Chronic obstructive pulmonary disease
GC and genetic susceptibility
Cigarette smoking is the main environmental risk factor for developing COPD, but genetic susceptibility also plays a role in disease of both the airways and the parenchyma.44 In addition to the accepted susceptibility conferred by α-1-antitrypsin deficiency (AATD) (reviewed elsewhere45), adequately replicated genetic associations are recognised in candidate genes suggested by the pathogenetic themes of protease–antiprotease imbalance, oxidant–antioxidant imbalance and inflammation. In addition there may be a role for nicotine addiction, given the association between polymorphisms in the α-nicotinic acetylcholine receptor locus (CHRNA3/5) and COPD.46 The genes or regions associated with COPD in a least one meta-analysis, or in at least two independent populations in genome-wide association (GWA) studies are SERPINE2,47 the MMP cluster on chromosome 11,48 49 the CHRNA3/5 locus,46 HHIP,46 50 the GSTP genes,51 IL1B,51 EPHX152and TNFA.51 53 GC has been studied only in smaller COPD populations, and as yet is not the subject of a meta-analysis. Nevertheless it is appropriate to consider current evidence for its role in COPD.
Most studies of GC in COPD (summarised in table 4) have concentrated on known functional variants; such as the GC2 and GC1S alleles, caused by non-synonymous SNPs (rs4588 and rs7041). The relationship between these SNPs, the listed genetic variants and their resultant protein products is shown in table 2. As such it is now recognised that GC2, GC1S and GC1F are not alleles as such, but haplotypes composed of combinations of the SNPs at these loci. We will therefore refer to them as variants from here on. An individual may be homozygous or heterozygous for each variant, depending on the two haplotypes present. The GC1S variant has not been associated with COPD in any racial group.54–56 The GC2 variant appears protective in Caucasians.55–57 The GC1F variant has been consistently associated with a range of COPD phenotypes in Asian subjects,57–59 but results in Caucasians have been inconsistent.55 60 61 This is probably because Caucasians have a lower frequency of GC1F, thus the studies were underpowered. A single recent study has reported their results according to SNP genotype rather than the more commonly reported variants; in that work, the rs7041 TT genotype was associated with both low 25-OHD levels and risk of COPD.21
An alternative explanation for inconsistency of study results in COPD may be that the true functional variant lies in linkage disequilibrium (LD) with one of the studied variants, or that the phenotype it associates with is very specific, so it is not detectable in heterogeneous populations. With this in mind it is of interest that SNPs adjacent to GC associated with forced expiratory volume in 1 s (FEV1) in a recent GWA study62 implying that in an adequately powered study a genetic variant influencing FEV1 can be detected that may well exhibit a degree of LD with GC. Further information pertaining to the strength of LD between these SNPs and the GC2 and GC1F variants may help to ascertain if the reported association could in fact be due to GC variation.
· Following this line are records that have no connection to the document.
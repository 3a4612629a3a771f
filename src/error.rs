use thiserror::Error;

pub type Result<T> = std::result::Result<T, WardenError>;

/// Everything that can abort a pipeline run.
///
/// The three malice variants are terminal verdicts about the prompt itself
/// and are reported to the caller as rejections. `Transport` covers failed,
/// timed-out, or structurally invalid oracle calls and must never be
/// conflated with a malice verdict.
#[derive(Debug, Error)]
pub enum WardenError {
    #[error("one or more domains scored at or above the malice threshold")]
    MaliciousDomains,

    #[error("one or more IP addresses scored at or above the malice threshold")]
    MaliciousIpAddresses,

    #[error("one or more URLs scored at or above the malice threshold")]
    MaliciousUrls,

    /// Caller contract violation: every prompt entering the pipeline must
    /// carry at least one human message.
    #[error("the prompt has no human message to inspect")]
    MalformedPrompt,

    #[error("{service} request failed: {reason}")]
    Transport {
        service: &'static str,
        reason: String,
    },

    #[error("the pipeline was cancelled before completion")]
    Cancelled,
}

impl WardenError {
    pub fn transport(service: &'static str, reason: impl Into<String>) -> Self {
        WardenError::Transport {
            service,
            reason: reason.into(),
        }
    }

    /// True for the guard verdicts that reject the prompt itself, as opposed
    /// to infrastructure failures the host may retry.
    pub fn is_rejection(&self) -> bool {
        matches!(
            self,
            WardenError::MaliciousDomains
                | WardenError::MaliciousIpAddresses
                | WardenError::MaliciousUrls
        )
    }
}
In AATD, which is recognised to exhibit similar genetic associations to usual COPD, we have reported an influence of GC polymorphisms on airway bacterial colonisation and subsequent bronchiectasis.63 It is also of note that GC variants have been associated with diffuse panbronchiolitis58 (a condition seen almost exclusively in Japan) which leads to bronchiectasis.64 This may be due to similar mechanisms to those in COPD and AATD, but will require further study.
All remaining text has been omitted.